An exact copy of all the data is required.
--- Recorded data ---
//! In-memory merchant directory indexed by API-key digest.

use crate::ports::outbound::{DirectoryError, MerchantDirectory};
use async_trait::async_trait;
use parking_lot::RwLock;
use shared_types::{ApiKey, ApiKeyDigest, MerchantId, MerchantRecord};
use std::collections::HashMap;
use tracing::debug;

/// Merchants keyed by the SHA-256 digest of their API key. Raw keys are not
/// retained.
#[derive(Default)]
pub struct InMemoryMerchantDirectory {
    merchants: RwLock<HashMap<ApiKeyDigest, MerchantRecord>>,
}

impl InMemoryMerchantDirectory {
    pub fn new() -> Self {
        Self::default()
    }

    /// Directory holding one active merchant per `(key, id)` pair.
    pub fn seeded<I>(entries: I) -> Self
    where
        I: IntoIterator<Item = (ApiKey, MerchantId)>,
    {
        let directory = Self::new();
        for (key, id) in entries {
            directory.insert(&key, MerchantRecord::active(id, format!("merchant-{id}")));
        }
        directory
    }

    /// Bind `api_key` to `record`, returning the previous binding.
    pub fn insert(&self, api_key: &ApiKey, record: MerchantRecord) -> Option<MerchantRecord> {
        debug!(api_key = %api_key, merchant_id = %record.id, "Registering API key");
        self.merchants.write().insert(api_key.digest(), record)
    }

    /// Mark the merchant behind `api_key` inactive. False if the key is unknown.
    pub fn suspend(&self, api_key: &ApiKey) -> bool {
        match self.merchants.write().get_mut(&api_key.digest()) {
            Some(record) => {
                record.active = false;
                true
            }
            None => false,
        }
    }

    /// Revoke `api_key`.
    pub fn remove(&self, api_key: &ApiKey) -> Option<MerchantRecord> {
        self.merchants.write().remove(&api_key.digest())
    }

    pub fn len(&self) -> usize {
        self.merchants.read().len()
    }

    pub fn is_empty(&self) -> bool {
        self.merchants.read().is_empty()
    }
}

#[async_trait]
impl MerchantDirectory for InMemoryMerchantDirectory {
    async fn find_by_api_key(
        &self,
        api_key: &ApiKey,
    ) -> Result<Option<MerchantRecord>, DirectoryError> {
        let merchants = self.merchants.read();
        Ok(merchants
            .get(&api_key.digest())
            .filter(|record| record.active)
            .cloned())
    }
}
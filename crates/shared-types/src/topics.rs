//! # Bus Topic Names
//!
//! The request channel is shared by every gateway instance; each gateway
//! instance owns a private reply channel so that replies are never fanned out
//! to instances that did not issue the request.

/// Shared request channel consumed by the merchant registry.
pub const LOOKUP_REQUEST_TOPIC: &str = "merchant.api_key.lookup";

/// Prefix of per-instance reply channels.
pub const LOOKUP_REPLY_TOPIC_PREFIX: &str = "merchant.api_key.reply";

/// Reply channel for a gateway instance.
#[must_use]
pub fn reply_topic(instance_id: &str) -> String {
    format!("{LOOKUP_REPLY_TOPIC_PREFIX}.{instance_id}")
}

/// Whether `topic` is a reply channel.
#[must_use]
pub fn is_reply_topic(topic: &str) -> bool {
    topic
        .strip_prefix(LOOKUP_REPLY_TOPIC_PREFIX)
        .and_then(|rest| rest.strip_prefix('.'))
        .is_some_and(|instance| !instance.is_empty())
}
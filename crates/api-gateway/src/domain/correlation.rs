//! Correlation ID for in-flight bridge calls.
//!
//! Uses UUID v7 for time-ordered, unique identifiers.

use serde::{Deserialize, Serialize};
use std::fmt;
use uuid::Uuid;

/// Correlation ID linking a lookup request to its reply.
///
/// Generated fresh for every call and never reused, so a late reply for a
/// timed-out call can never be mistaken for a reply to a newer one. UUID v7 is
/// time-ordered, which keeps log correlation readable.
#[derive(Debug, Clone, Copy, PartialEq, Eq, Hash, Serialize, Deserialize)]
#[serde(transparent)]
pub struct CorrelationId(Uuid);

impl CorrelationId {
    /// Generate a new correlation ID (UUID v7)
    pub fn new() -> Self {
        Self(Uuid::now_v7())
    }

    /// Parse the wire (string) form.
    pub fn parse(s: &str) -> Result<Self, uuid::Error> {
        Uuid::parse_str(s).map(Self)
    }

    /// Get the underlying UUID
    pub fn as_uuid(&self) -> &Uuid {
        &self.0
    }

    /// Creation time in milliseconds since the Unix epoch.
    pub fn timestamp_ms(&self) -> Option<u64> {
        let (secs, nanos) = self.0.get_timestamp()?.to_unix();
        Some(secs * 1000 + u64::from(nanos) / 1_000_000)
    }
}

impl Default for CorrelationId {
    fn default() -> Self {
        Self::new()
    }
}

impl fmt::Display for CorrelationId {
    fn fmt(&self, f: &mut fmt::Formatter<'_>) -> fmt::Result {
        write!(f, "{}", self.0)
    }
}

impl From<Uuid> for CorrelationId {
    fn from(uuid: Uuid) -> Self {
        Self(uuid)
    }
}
---
### Exercise answer
//! In-memory merchant directory indexed by API-key digest.

use crate::ports::outbound::{DirectoryError, MerchantDirectory};
use async_trait::async_trait;
use parking_lot::RwLock;
use shared_types::{ApiKey, ApiKeyDigest, MerchantId, MerchantRecord};
use std::collections::HashMap;
use tracing::debug;

/// Merchants keyed by the SHA-256 digest of their API key. Raw keys are not
/// retained.
#[derive(Default)]
pub struct InMemoryMerchantDirectory {
    merchants: RwLock<HashMap<ApiKeyDigest, MerchantRecord>>,
}

impl InMemoryMerchantDirectory {
    pub fn new() -> Self {
        Self::default()
    }

    /// Directory holding one active merchant per `(key, id)` pair.
    pub fn seeded<I>(entries: I) -> Self
    where
        I: IntoIterator<Item = (ApiKey, MerchantId)>,
    {
        let directory = Self::new();
        for (key, id) in entries {
            directory.insert(&key, MerchantRecord::active(id, format!("merchant-{id}")));
        }
        directory
    }

    /// Bind `api_key` to `record`, returning the previous binding.
    pub fn insert(&self, api_key: &ApiKey, record: MerchantRecord) -> Option<MerchantRecord> {
        debug!(api_key = %api_key, merchant_id = %record.id, "Registering API key");
        self.merchants.write().insert(api_key.digest(), record)
    }

    /// Mark the merchant behind `api_key` inactive. False if the key is unknown.
    pub fn suspend(&self, api_key: &ApiKey) -> bool {
        match self.merchants.write().get_mut(&api_key.digest()) {
            Some(record) => {
                record.active = false;
                true
            }
            None => false,
        }
    }

    /// Revoke `api_key`.
    pub fn remove(&self, api_key: &ApiKey) -> Option<MerchantRecord> {
        self.merchants.write().remove(&api_key.digest())
    }

    pub fn len(&self) -> usize {
        self.merchants.read().len()
    }

    pub fn is_empty(&self) -> bool {
        self.merchants.read().is_empty()
    }
}

#[async_trait]
impl MerchantDirectory for InMemoryMerchantDirectory {
    async fn find_by_api_key(
        &self,
        api_key: &ApiKey,
    ) -> Result<Option<MerchantRecord>, DirectoryError> {
        let merchants = self.merchants.read();
        Ok(merchants
            .get(&api_key.digest())
            .filter(|record| record.active)
            .cloned())
    }
}
filename crates/shared-types/src/topics.rs
//! # Bus Topic Names
//!
//! The request channel is shared by every gateway instance; each gateway
//! instance owns a private reply channel so that replies are never fanned out
//! to instances that did not issue the request.

/// Shared request channel consumed by the merchant registry.
pub const LOOKUP_REQUEST_TOPIC: &str = "merchant.api_key.lookup";

/// Prefix of per-instance reply channels.
pub const LOOKUP_REPLY_TOPIC_PREFIX: &str = "merchant.api_key.reply";

/// Reply channel for a gateway instance.
#[must_use]
pub fn reply_topic(instance_id: &str) -> String {
    format!("{LOOKUP_REPLY_TOPIC_PREFIX}.{instance_id}")
}

/// Whether `topic` is a reply channel.
#[must_use]
pub fn is_reply_topic(topic: &str) -> bool {
    topic
        .strip_prefix(LOOKUP_REPLY_TOPIC_PREFIX)
        .and_then(|rest| rest.strip_prefix('.'))
        .is_some_and(|instance| !instance.is_empty())
}
filename crates/api-gateway/src/domain/correlation.rs
//! Correlation ID for in-flight bridge calls.
//!
//! Uses UUID v7 for time-ordered, unique identifiers.

use serde::{Deserialize, Serialize};
use std::fmt;
use uuid::Uuid;

/// Correlation ID linking a lookup request to its reply.
///
/// Generated fresh for every call and never reused, so a late reply for a
/// timed-out call can never be mistaken for a reply to a newer one. UUID v7 is
/// time-ordered, which keeps log correlation readable.
#[derive(Debug, Clone, Copy, PartialEq, Eq, Hash, Serialize, Deserialize)]
#[serde(transparent)]
pub struct CorrelationId(Uuid);

impl CorrelationId {
    /// Generate a new correlation ID (UUID v7)
    pub fn new() -> Self {
        Self(Uuid::now_v7())
    }

    /// Parse the wire (string) form.
    pub fn parse(s: &str) -> Result<Self, uuid::Error> {
        Uuid::parse_str(s).map(Self)
    }

    /// Get the underlying UUID
    pub fn as_uuid(&self) -> &Uuid {
        &self.0
    }

    /// Creation time in milliseconds since the Unix epoch.
    pub fn timestamp_ms(&self) -> Option<u64> {
        let (secs, nanos) = self.0.get_timestamp()?.to_unix();
        Some(secs * 1000 + u64::from(nanos) / 1_000_000)
    }
}

impl Default for CorrelationId {
    fn default() -> Self {
        Self::new()
    }
}

impl fmt::Display for CorrelationId {
    fn fmt(&self, f: &mut fmt::Formatter<'_>) -> fmt::Result {
        write!(f, "{}", self.0)
    }
}

impl From<Uuid> for CorrelationId {
    fn from(uuid: Uuid) -> Self {
        Self(uuid)
    }
}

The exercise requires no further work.